### Problem
Up to and including the line with "use super::aggregate::count_value;", return every line from the start of the entries below exactly.

-- -- --

// SPDX-License-Identifier: PMPL-1.0-or-later
// Copyright (c) 2026 Jonathan D.A. Jewell (hyperpolymath) <j.d.a.jewell@open.ac.uk>

//! DocQuery request and response types.
//!
//! Graph nodes and relationships are kept as raw JSON: their property sets
//! depend on the entity type and the SDK never interprets them beyond the
//! few keys the aggregations need (`uuid`, `sheet_id`, `target_sheet_id`,
//! `target_sheet_ids`).

use std::fmt;
use std::path::PathBuf;

use serde::{Deserialize, Deserializer, Serialize};
use serde_json::Value;

use super::aggregate::count_value;
use crate::types::{BBox, Extra};

// ---------------------------------------------------------------------------
// Query execution summary
// ---------------------------------------------------------------------------

/// Write counters reported by the graph database.
#[derive(Debug, Clone, Default, Serialize, Deserialize)]
pub struct QueryCounters {
    #[serde(default)]
    pub nodes_created: Option<u64>,
    #[serde(default)]
    pub nodes_deleted: Option<u64>,
    #[serde(default)]
    pub relationships_created: Option<u64>,
    #[serde(default)]
    pub relationships_deleted: Option<u64>,
    #[serde(default)]
    pub properties_set: Option<u64>,
    #[serde(default)]
    pub labels_added: Option<u64>,
    #[serde(default)]
    pub labels_removed: Option<u64>,
    #[serde(default)]
    pub indexes_added: Option<u64>,
    #[serde(default)]
    pub indexes_removed: Option<u64>,
    #[serde(default)]
    pub constraints_added: Option<u64>,
    #[serde(default)]
    pub constraints_removed: Option<u64>,
    #[serde(default)]
    pub system_updates: Option<u64>,
    #[serde(default)]
    pub contains_updates: Option<bool>,
    #[serde(flatten)]
    pub extra: Extra,
}

/// Execution summary attached to graph-query responses.
#[derive(Debug, Clone, Default, Serialize, Deserialize)]
pub struct QuerySummary {
    #[serde(default)]
    pub database: Option<String>,
    #[serde(default)]
    pub query_type: Option<String>,
    #[serde(default)]
    pub result_available_after_ms: Option<u64>,
    #[serde(default)]
    pub result_consumed_after_ms: Option<u64>,
    #[serde(default)]
    pub counters: Option<QueryCounters>,
    #[serde(flatten)]
    pub extra: Extra,
}

// ---------------------------------------------------------------------------
// Server envelopes
// ---------------------------------------------------------------------------

#[derive(Debug, Clone, Serialize, Deserialize)]
pub struct NodeGetResult {
    pub ok: bool,
    pub command: String,
    #[serde(default)]
    pub input: Extra,
    #[serde(default)]
    pub found: bool,
    #[serde(default)]
    pub node: Option<Value>,
    #[serde(default)]
    pub summary: Option<QuerySummary>,
    #[serde(flatten)]
    pub extra: Extra,
}

#[derive(Debug, Clone, Serialize, Deserialize)]
pub struct SheetEntitiesResult {
    pub ok: bool,
    pub command: String,
    #[serde(default)]
    pub input: Extra,
    #[serde(default)]
    pub entities: Vec<Value>,
    #[serde(default)]
    pub count: u64,
    #[serde(default)]
    pub summary: Option<QuerySummary>,
    #[serde(flatten)]
    pub extra: Extra,
}

#[derive(Debug, Clone, Serialize, Deserialize)]
pub struct SearchHit {
    #[serde(default)]
    pub node: Option<Value>,
    #[serde(default)]
    pub score: Option<f64>,
    #[serde(flatten)]
    pub extra: Extra,
}

#[derive(Debug, Clone, Serialize, Deserialize)]
pub struct DocSearchResult {
    pub ok: bool,
    pub command: String,
    #[serde(default)]
    pub input: Extra,
    #[serde(default)]
    pub hits: Vec<SearchHit>,
    #[serde(default)]
    pub count: u64,
    #[serde(default)]
    pub summary: Option<QuerySummary>,
    #[serde(flatten)]
    pub extra: Extra,
}

#[derive(Debug, Clone, Serialize, Deserialize)]
pub struct Neighbor {
    #[serde(default)]
    pub direction: Option<String>,
    #[serde(default)]
    pub relationship: Option<Value>,
    #[serde(default)]
    pub neighbor_node: Option<Value>,
    #[serde(flatten)]
    pub extra: Extra,
}

#[derive(Debug, Clone, Serialize, Deserialize)]
pub struct NeighborsResult {
    pub ok: bool,
    pub command: String,
    #[serde(default)]
    pub input: Extra,
    #[serde(default)]
    pub neighbors: Vec<Neighbor>,
    #[serde(default)]
    pub count: u64,
    #[serde(default)]
    pub summary: Option<QuerySummary>,
    #[serde(flatten)]
    pub extra: Extra,
}

/// Rows returned by a graph query, one map per row keyed by column name.
#[derive(Debug, Clone, Serialize, Deserialize)]
pub struct CypherResult {
    pub ok: bool,
    pub command: String,
    #[serde(default)]
    pub input: Extra,
    #[serde(default)]
    pub records: Vec<Extra>,
    #[serde(default)]
    pub record_count: u64,
    #[serde(default)]
    pub truncated: bool,
    #[serde(default)]
    pub summary: Option<QuerySummary>,
    #[serde(flatten)]
    pub extra: Extra,
}

// ---------------------------------------------------------------------------
// Neighbor search parameters
// ---------------------------------------------------------------------------

/// Which adjacency the neighbor search follows.
#[derive(Debug, Clone, Copy, Default, PartialEq, Eq)]
pub enum NeighborMode {
    /// Graph edges only.
    Graph,
    /// Nodes within `radius` on the same page.
    Spatial,
    #[default]
    Both,
}

impl NeighborMode {
    pub fn as_str(self) -> &'static str {
        match self {
            Self::Graph => "graph",
            Self::Spatial => "spatial",
            Self::Both => "both",
        }
    }
}

impl fmt::Display for NeighborMode {
    fn fmt(&self, f: &mut fmt::Formatter<'_>) -> fmt::Result {
        f.write_str(self.as_str())
    }
}

/// Edge direction for graph neighbors.
#[derive(Debug, Clone, Copy, Default, PartialEq, Eq)]
pub enum Direction {
    In,
    Out,
    #[default]
    Both,
}

impl Direction {
    pub fn as_str(self) -> &'static str {
        match self {
            Self::In => "in",
            Self::Out => "out",
            Self::Both => "both",
        }
    }
}

impl fmt::Display for Direction {
    fn fmt(&self, f: &mut fmt::Formatter<'_>) -> fmt::Result {
        f.write_str(self.as_str())
    }
}

/// Parameters for [`DocQuery::neighbors`](super::DocQuery::neighbors).
#[derive(Debug, Clone, PartialEq)]
pub struct NeighborsRequest {
    pub uuid: String,
    pub mode: NeighborMode,
    pub direction: Direction,
    pub relationship_type: Option<String>,
    /// Spatial search radius in page units.
    pub radius: Option<f64>,
    pub limit: u32,
}

impl NeighborsRequest {
    pub fn new(uuid: impl Into<String>) -> Self {
        Self {
            uuid: uuid.into(),
            mode: NeighborMode::Both,
            direction: Direction::Both,
            relationship_type: None,
            radius: Some(200.0),
            limit: 10,
        }
    }

    pub fn mode(mut self, mode: NeighborMode) -> Self {
        self.mode = mode;
        self
    }

    pub fn direction(mut self, direction: Direction) -> Self {
        self.direction = direction;
        self
    }

    pub fn relationship_type(mut self, relationship_type: impl Into<String>) -> Self {
        self.relationship_type = Some(relationship_type.into());
        self
    }

    pub fn radius(mut self, radius: f64) -> Self {
        self.radius = Some(radius);
        self
    }

    pub fn limit(mut self, limit: u32) -> Self {
        self.limit = limit;
        self
    }
}

// ---------------------------------------------------------------------------
// Crop
// ---------------------------------------------------------------------------

/// What a crop is centred on.
#[derive(Debug, Clone, PartialEq)]
pub enum CropTarget {
    /// The bounding box stored on a graph node.
    Node(String),
    /// An explicit `[x0, y0, x1, y1]` region in page coordinates.
    Region(BBox),
}

/// Parameters for [`DocQuery::crop`](super::DocQuery::crop).
#[derive(Debug, Clone, PartialEq)]
pub struct CropRequest {
    pub target: CropTarget,
    /// Page image to crop from; required by the server for region crops.
    pub page_hash: Option<String>,
}

impl CropRequest {
    pub fn node(uuid: impl Into<String>) -> Self {
        Self {
            target: CropTarget::Node(uuid.into()),
            page_hash: None,
        }
    }

    pub fn region(bbox: BBox) -> Self {
        Self {
            target: CropTarget::Region(bbox),
            page_hash: None,
        }
    }

    pub fn page_hash(mut self, page_hash: impl Into<String>) -> Self {
        self.page_hash = Some(page_hash.into());
        self
    }
}

/// Image bytes returned by the crop endpoint.
#[derive(Debug, Clone)]
pub struct CropImage {
    pub bytes: Vec<u8>,
    pub content_type: Option<String>,
}

/// Where a crop was saved.
#[derive(Debug, Clone, PartialEq, Eq)]
pub struct CropResult {
    pub output_path: PathBuf,
    pub bytes_written: u64,
    pub content_type: Option<String>,
}

// ---------------------------------------------------------------------------
// Aggregated reports
// ---------------------------------------------------------------------------

/// Consistency problem detected by a client-side aggregation.
#[derive(Debug, Clone, Copy, PartialEq, Eq, Hash, Serialize, Deserialize)]
#[serde(rename_all = "snake_case")]
pub enum WarningKind {
    MissingSheetNode,
    DuplicateSheetNodes,
    UnreachableEntities,
    InventoryWithoutSheetNode,
    SheetNodeWithoutInventory,
    EmptySheetNodes,
    SheetNodesMissingSheetId,
    EntitiesMissingSheetId,
    TargetSheetMismatch,
    TargetSheetNotDeclared,
}

#[derive(Debug, Clone, PartialEq, Serialize, Deserialize)]
pub struct Warning {
    #[serde(rename = "type")]
    pub kind: WarningKind,
    pub message: String,
    #[serde(default, skip_serializing_if = "Extra::is_empty")]
    pub details: Extra,
}

/// How much of a sheet's content hangs off its sheet node.
#[derive(Debug, Clone, Copy, Default, PartialEq, Eq, Serialize, Deserialize)]
pub struct Reachability {
    pub has_sheet_node: bool,
    pub sheet_node_count: u64,
    pub non_sheet_total: u64,
    pub reachable_non_sheet: u64,
    /// `non_sheet_total - reachable_non_sheet`, floored at zero.
    pub unreachable_non_sheet: u64,
}

#[derive(Debug, Clone, Serialize, Deserialize)]
pub struct SheetSummaryReport {
    pub ok: bool,
    pub command: String,
    pub input: Extra,
    pub sheet_node: Option<Value>,
    pub node_label_counts: Vec<Extra>,
    pub relationship_counts: Vec<Extra>,
    pub reachability: Reachability,
    pub orphan_examples: Vec<Extra>,
    pub warnings: Vec<Warning>,
}

impl SheetSummaryReport {
    pub fn has_warning(&self, kind: WarningKind) -> bool {
        self.warnings.iter().any(|w| w.kind == kind)
    }
}

/// One sheet node as returned by the sheet listing query.
#[derive(Debug, Clone, PartialEq, Eq, Serialize, Deserialize)]
pub struct SheetNodeRow {
    #[serde(default)]
    pub sheet_id: Option<String>,
    #[serde(default)]
    pub uuid: Option<String>,
    #[serde(default)]
    pub title: Option<String>,
}

/// Number of graph nodes carrying a given `sheet_id`, sheet node included.
#[derive(Debug, Clone, PartialEq, Eq, Serialize, Deserialize)]
pub struct InventoryRow {
    pub sheet_id: String,
    #[serde(default, deserialize_with = "lenient_count")]
    pub entity_count: u64,
}

#[derive(Debug, Clone, PartialEq, Eq, Serialize, Deserialize)]
pub struct DuplicateSheetRow {
    pub sheet_id: String,
    #[serde(default, deserialize_with = "lenient_count")]
    pub node_count: u64,
}

/// Count column that may arrive as an integer, a float, or null.
fn lenient_count<'de, D>(deserializer: D) -> Result<u64, D::Error>
where
    D: Deserializer<'de>,
{
    let value = Option::<Value>::deserialize(deserializer)?;
    Ok(count_value(value.as_ref()))
}

#[derive(Debug, Clone, Copy, Default, PartialEq, Eq, Serialize, Deserialize)]
pub struct SheetListTotals {
    pub sheet_node_count: u64,
    pub inventory_sheet_count: u64,
    pub entity_total: u64,
    pub missing_sheet_id_count: u64,
    pub duplicate_sheet_id_count: u64,
    pub sheet_node_missing_id_count: u64,
}

#[derive(Debug, Clone, Serialize, Deserialize)]
pub struct SheetListReport {
    pub ok: bool,
    pub command: String,
    pub input: Extra,
    pub sheet_nodes: Vec<SheetNodeRow>,
    pub entity_sheet_inventory: Vec<InventoryRow>,
    pub totals: SheetListTotals,
    pub mismatch_warnings: Vec<Warning>,
}

/// A location a referenced target sits in, with the location's own parent.
#[derive(Debug, Clone, PartialEq, Serialize, Deserialize)]
pub struct ReferenceLocation {
    pub location: Option<Value>,
    pub parent_location: Option<Value>,
}

/// One (relationship, target) pair reached from the source node.
#[derive(Debug, Clone, PartialEq, Serialize, Deserialize)]
pub struct ResolvedReference {
    pub relationship: Value,
    pub target: Value,
    pub locations: Vec<ReferenceLocation>,
}

#[derive(Debug, Clone, Serialize, Deserialize)]
pub struct ReferenceResolveReport {
    pub ok: bool,
    pub command: String,
    pub input: Extra,
    pub found: bool,
    pub source: Option<Value>,
    pub resolved_references: Vec<ResolvedReference>,
    pub count: u64,
    pub warnings: Vec<Warning>,
}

-- -- --

### Output for this exercise
// SPDX-License-Identifier: PMPL-1.0-or-later
// Copyright (c) 2026 Jonathan D.A. Jewell (hyperpolymath) <j.d.a.jewell@open.ac.uk>

//! DocQuery request and response types.
//!
//! Graph nodes and relationships are kept as raw JSON: their property sets
//! depend on the entity type and the SDK never interprets them beyond the
//! few keys the aggregations need (`uuid`, `sheet_id`, `target_sheet_id`,
//! `target_sheet_ids`).

use std::fmt;
use std::path::PathBuf;

use serde::{Deserialize, Deserializer, Serialize};
use serde_json::Value;

use super::aggregate::count_value;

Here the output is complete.